Tuesday, June 22, 2010

Lowest Price Appetite for America: How Visionary Businessman Fred Harvey Built a Railroad Hospitality Empire That Civilized the Wild West


The topic is interesting, but Fried needed a more ruthless editor.

One issue is overwrought (at at times, overly cute) prose. Here's a taste:

"Finally, on Tuesday, August 14, the emperor surrendered. World War II, the second war to end all wars, was finally over."

The "second war to end all wars?" -- completely unnecessary, and by WWII, no one thought that wars ended war. And the use of "finally" in successive sentences, ugh.

How about "Freditor's Notes" (playing off Fred Harvey)? How about "Acknowledgements and Outshouts"? The Brits have a word for this, and it's "twee". Corny tending to saccharine.

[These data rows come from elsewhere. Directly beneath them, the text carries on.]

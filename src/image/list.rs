//! Image list file parsing

use crate::error::{ReplikaError, Result};
use std::path::Path;

/// Image names read from a list file, one per line
#[derive(Debug, Clone, Default, PartialEq, Eq)]
pub struct ImageList {
    names: Vec<String>,
}

impl ImageList {
    /// Blank lines are skipped and surrounding whitespace is trimmed.
    pub fn parse(content: &str) -> Self {
        let names = content
            .split('\n')
            .map(str::trim)
            .filter(|line| !line.is_empty())
            .map(str::to_string)
            .collect();
        Self { names }
    }

    pub fn load(path: impl AsRef<Path>) -> Result<Self> {
        let path = path.as_ref();
        let content = std::fs::read_to_string(path).map_err(|source| ReplikaError::ImageList {
            path: path.display().to_string(),
            source,
        })?;
        Ok(Self::parse(&content))
    }

    pub fn names(&self) -> &[String] {
        &self.names
    }

    pub fn len(&self) -> usize {
        self.names.len()
    }

    pub fn is_empty(&self) -> bool {
        self.names.is_empty()
    }
}
//! Command-line argument parsing

use crate::concurrency::DEFAULT_CONCURRENCY;
use crate::config::ReplicationConfig;
use crate::image::parse_destinations;
use clap::Parser;
use std::path::PathBuf;

#[derive(Parser, Debug, Clone)]
#[command(name = "replika")]
#[command(about = "Replicate container images from a source registry to destination registries")]
#[command(version)]
pub struct Args {
    /// Image list file
    #[arg(
        long = "file",
        short = 'f',
        default_value = "IMAGES.txt",
        help = "File with one image name per line"
    )]
    pub file: String,

    /// Number of images replicated at once
    #[arg(
        long = "concurrency",
        short = 'c',
        allow_negative_numbers = true,
        help = "Images replicated concurrently [default: 5; values below 1 use the default]"
    )]
    pub concurrency: Option<i64>,

    /// Source registry
    #[arg(long = "src", default_value = "", help = "Source registry prefix")]
    pub src: String,

    /// Destination registries
    #[arg(
        long = "dst",
        default_value = "",
        help = "Destination registry prefixes, comma separated"
    )]
    pub dst: String,

    #[arg(long = "pull", help = "Pull images from the source registry")]
    pub pull: bool,

    #[arg(long = "push", help = "Push images to the destination registries")]
    pub push: bool,

    /// Docker config directory
    #[arg(
        long = "docker-config",
        help = "Override the docker config directory"
    )]
    pub docker_config: Option<PathBuf>,

    #[arg(
        long = "dry-run",
        short = 'n',
        help = "List the planned jobs without running docker"
    )]
    pub dry_run: bool,

    #[arg(long = "verbose", short = 'v', help = "Enable verbose output")]
    pub verbose: bool,

    #[arg(
        long = "quiet",
        short = 'q',
        conflicts_with = "verbose",
        help = "Only print errors"
    )]
    pub quiet: bool,
}

impl Args {
    pub fn parse_args() -> Self {
        Args::parse()
    }

    /// Fill unset values from environment variables
    pub fn from_env(self) -> Self {
        self.apply_env(|key| std::env::var(key).ok())
    }

    /// Fill unset values through `lookup`; flags given on the command line win
    pub fn apply_env(mut self, lookup: impl Fn(&str) -> Option<String>) -> Self {
        if self.docker_config.is_none() {
            self.docker_config = lookup("REPLIKA_DOCKER_CONFIG")
                .filter(|dir| !dir.trim().is_empty())
                .map(PathBuf::from);
        }

        if self.concurrency.is_none() {
            self.concurrency = lookup("REPLIKA_CONCURRENCY").and_then(|c| c.trim().parse().ok());
        }

        if let Some(val) = lookup("REPLIKA_VERBOSE") {
            let val = val.trim();
            if (val.to_lowercase() == "true" || val == "1") && !self.quiet {
                self.verbose = true;
            }
        }

        self
    }

    pub fn to_config(&self) -> ReplicationConfig {
        ReplicationConfig {
            image_file: self.file.clone(),
            source_registry: self.src.trim().to_string(),
            destination_registries: parse_destinations(&self.dst),
            pull: self.pull,
            push: self.push,
            concurrency: self.concurrency.unwrap_or(DEFAULT_CONCURRENCY as i64),
            docker_config: self.docker_config.clone(),
            dry_run: self.dry_run,
        }
    }
}
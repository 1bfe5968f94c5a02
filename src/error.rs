//! Application level error type for replika

use crate::concurrency::CompositeFailure;

#[derive(Debug, thiserror::Error)]
pub enum ReplikaError {
    #[error("IO error: {0}")]
    Io(#[from] std::io::Error),

    #[error("Configuration error: {0}")]
    Config(String),

    #[error("Invalid base64 docker config: {0}")]
    Decode(#[from] base64::DecodeError),

    #[error("Image list error: {path}: {source}")]
    ImageList {
        path: String,
        #[source]
        source: std::io::Error,
    },

    #[error("Replication failed: {0}")]
    Replication(#[from] CompositeFailure),
}

pub type Result<T> = std::result::Result<T, ReplikaError>;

Second problem: "scene recreations". Here's a taste:

"His nose was stuffy, and he felt a bit feverish as he sat at his desk in the elaborately wood-paneled corner office. As he kept feeling worse, he walked over to the large brass National Regulator Company thermometer mounted on the wall to see if heat had been turned up too high."

The end notes acknowledges this bit as the start of a "scene recreation" (Fried's words). Elsewhere, a travelogue in the book mentions Fried saw the thermometer for himself, but so far as I can tell, there's absolutely zero evidence that anything like the recreated scene actually happened.

It might have, it's certainly plausible, but plausibility ain't history. And here's the deal: even if this did happen, exactly like Fried says it does, it's a distraction and it doesn't advance the ball.

Third problem: dumping in absolutely everything into the book. Fried cannot mention anyone without an aside about that person, most of which does nothing to advance your understanding of the Harveys. Instead of simply saying that a particular doctor was an eminent cardiologist, we need to know, apparently, that the doctor was the first to diagnose a myocardial infarction in a living patient, that he was a cofounder of the American Heart Association, and that he discovered sickle-cell anemia. OK, fine, but the second generation Harvey who was dying, was doing so from the flu, so why the heck is any of this on-point?

There's a whole page (that would be pg 253) devoted to the govt's attempts at societal control in WWI. Fried doesn't even attempt to tie it to the Harveys in any way shape or form. So why the heck is it in this book?

Inside this 400+ page book is a good, tight, 200 pager struggling to get out. Either Fried can't resist showing off or he doesn't have enough confidence in the subject material and feels he needs to jazz it up. It's unfortunate.Get more detail about Appetite for America: How Visionary Businessman Fred Harvey Built a Railroad Hospitality Empire That Civilized the Wild West.